AVAILABLE DATA:
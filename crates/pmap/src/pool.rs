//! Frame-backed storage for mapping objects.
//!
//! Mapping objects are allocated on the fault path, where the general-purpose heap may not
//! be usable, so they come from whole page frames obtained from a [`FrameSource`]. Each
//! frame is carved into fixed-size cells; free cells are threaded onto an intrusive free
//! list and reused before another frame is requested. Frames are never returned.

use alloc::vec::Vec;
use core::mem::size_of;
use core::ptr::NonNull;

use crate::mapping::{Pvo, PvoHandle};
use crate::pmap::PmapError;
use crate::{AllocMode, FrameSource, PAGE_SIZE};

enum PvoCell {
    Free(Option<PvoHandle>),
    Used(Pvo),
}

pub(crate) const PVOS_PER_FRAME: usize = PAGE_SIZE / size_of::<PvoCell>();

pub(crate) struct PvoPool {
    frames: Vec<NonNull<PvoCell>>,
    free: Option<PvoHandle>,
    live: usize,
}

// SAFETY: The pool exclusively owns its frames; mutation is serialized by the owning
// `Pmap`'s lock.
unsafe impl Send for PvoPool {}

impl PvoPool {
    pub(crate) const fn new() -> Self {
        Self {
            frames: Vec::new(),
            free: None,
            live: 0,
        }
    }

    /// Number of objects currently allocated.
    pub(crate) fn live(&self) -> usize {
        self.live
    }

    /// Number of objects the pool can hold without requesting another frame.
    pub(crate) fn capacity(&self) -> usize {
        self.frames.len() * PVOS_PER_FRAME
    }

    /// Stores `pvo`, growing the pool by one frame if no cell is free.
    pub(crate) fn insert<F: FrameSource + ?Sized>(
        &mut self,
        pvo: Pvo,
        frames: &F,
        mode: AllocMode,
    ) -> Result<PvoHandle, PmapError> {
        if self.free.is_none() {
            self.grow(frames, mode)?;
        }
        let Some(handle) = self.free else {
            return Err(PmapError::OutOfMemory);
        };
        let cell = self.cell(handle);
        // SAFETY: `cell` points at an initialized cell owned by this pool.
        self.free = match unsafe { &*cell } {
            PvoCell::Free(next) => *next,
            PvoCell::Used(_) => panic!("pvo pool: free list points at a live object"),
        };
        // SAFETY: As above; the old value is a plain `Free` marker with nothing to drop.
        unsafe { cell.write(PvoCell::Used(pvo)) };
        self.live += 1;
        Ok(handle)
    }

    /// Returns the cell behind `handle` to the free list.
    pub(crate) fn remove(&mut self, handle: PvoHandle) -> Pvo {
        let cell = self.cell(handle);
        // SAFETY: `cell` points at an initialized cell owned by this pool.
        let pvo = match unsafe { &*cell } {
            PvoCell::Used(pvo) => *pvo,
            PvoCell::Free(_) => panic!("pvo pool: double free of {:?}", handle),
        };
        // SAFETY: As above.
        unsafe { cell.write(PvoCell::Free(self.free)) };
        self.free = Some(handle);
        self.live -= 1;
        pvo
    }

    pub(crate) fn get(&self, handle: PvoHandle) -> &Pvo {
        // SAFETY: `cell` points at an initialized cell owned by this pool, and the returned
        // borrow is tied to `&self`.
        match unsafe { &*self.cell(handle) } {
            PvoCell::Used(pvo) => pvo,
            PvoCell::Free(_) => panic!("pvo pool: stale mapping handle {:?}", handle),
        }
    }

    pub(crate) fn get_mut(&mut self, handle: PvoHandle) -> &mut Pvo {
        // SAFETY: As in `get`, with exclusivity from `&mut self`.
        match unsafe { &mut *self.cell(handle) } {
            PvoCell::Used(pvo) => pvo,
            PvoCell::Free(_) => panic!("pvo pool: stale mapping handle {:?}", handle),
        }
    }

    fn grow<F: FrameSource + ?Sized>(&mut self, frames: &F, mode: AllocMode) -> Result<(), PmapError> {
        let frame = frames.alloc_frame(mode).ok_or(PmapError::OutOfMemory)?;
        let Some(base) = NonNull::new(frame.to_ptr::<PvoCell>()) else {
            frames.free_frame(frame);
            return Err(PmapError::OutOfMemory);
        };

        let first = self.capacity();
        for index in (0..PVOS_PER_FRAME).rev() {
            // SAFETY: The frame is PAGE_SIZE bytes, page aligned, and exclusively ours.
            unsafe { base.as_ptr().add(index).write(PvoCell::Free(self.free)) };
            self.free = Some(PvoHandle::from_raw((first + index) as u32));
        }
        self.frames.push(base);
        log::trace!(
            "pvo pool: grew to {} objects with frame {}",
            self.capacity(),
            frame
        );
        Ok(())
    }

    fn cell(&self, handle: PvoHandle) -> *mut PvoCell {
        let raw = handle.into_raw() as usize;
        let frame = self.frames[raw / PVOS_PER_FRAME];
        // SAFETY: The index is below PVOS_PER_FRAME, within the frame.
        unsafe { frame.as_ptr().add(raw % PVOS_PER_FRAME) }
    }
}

==

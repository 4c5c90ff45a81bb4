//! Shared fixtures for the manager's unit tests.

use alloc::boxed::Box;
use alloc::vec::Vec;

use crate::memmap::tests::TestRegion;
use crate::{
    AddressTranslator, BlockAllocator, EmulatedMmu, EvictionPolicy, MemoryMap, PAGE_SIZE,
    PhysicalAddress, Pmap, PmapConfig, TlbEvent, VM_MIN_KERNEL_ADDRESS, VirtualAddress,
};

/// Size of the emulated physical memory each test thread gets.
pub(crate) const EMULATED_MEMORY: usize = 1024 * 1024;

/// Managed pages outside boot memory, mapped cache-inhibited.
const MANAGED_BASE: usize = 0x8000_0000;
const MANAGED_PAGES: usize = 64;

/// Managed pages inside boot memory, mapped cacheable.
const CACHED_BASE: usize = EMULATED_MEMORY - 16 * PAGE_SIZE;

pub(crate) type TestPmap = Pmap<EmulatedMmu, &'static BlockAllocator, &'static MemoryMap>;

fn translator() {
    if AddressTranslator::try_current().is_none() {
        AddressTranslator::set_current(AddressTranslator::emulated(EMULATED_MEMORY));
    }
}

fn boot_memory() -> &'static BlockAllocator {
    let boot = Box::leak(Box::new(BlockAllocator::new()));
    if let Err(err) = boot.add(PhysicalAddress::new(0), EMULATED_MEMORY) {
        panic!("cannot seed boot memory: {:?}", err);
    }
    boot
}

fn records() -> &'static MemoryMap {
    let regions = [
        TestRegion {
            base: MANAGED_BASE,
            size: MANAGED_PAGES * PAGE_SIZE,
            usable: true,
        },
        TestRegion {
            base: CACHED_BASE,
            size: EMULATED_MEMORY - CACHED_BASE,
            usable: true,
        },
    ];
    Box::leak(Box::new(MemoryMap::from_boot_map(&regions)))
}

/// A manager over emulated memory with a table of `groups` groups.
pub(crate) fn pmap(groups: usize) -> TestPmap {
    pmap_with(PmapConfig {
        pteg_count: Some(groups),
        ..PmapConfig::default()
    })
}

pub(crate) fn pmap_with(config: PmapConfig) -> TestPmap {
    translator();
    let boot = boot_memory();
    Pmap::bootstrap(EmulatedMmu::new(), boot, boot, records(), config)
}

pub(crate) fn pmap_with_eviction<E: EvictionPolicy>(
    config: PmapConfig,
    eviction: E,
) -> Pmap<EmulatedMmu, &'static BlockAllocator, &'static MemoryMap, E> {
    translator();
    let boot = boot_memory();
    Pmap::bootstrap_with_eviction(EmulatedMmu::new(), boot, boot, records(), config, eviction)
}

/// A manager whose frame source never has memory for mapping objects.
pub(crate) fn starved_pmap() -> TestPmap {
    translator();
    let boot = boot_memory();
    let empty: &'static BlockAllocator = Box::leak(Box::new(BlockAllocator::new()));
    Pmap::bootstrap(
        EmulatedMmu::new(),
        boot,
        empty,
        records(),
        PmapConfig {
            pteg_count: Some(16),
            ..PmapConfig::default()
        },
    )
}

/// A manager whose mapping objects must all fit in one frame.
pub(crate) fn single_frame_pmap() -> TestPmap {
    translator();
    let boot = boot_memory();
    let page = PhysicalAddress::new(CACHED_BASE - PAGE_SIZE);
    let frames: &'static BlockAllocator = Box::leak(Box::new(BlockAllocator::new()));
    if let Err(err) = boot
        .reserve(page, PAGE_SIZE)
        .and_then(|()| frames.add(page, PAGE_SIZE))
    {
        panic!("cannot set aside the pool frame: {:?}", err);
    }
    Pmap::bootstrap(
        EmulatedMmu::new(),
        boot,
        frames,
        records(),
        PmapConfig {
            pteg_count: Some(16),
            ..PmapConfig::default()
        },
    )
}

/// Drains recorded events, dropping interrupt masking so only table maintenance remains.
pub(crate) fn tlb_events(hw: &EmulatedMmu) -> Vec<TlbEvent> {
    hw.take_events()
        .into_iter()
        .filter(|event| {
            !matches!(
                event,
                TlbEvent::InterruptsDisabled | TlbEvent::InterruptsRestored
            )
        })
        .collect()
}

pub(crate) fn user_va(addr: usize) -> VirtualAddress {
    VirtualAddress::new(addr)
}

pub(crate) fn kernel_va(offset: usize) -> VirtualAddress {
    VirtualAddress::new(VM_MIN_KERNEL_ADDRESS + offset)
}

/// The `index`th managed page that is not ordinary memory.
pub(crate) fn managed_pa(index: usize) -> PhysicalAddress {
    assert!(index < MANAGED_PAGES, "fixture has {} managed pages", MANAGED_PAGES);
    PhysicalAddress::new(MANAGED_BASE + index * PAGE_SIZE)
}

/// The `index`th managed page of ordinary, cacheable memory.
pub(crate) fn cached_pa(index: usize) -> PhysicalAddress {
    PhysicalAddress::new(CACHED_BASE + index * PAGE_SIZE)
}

WORK INSTRUCTION:
Taking the listing above as the source, transcribe only the lines starting at the line with "fn grow<F: FrameSource" and going through the line with "and exclusively ours.", unaltered and with both ends included.

TASK SOLUTION:
    fn grow<F: FrameSource + ?Sized>(&mut self, frames: &F, mode: AllocMode) -> Result<(), PmapError> {
        let frame = frames.alloc_frame(mode).ok_or(PmapError::OutOfMemory)?;
        let Some(base) = NonNull::new(frame.to_ptr::<PvoCell>()) else {
            frames.free_frame(frame);
            return Err(PmapError::OutOfMemory);
        };

        let first = self.capacity();
        for index in (0..PVOS_PER_FRAME).rev() {
            // SAFETY: The frame is PAGE_SIZE bytes, page aligned, and exclusively ours.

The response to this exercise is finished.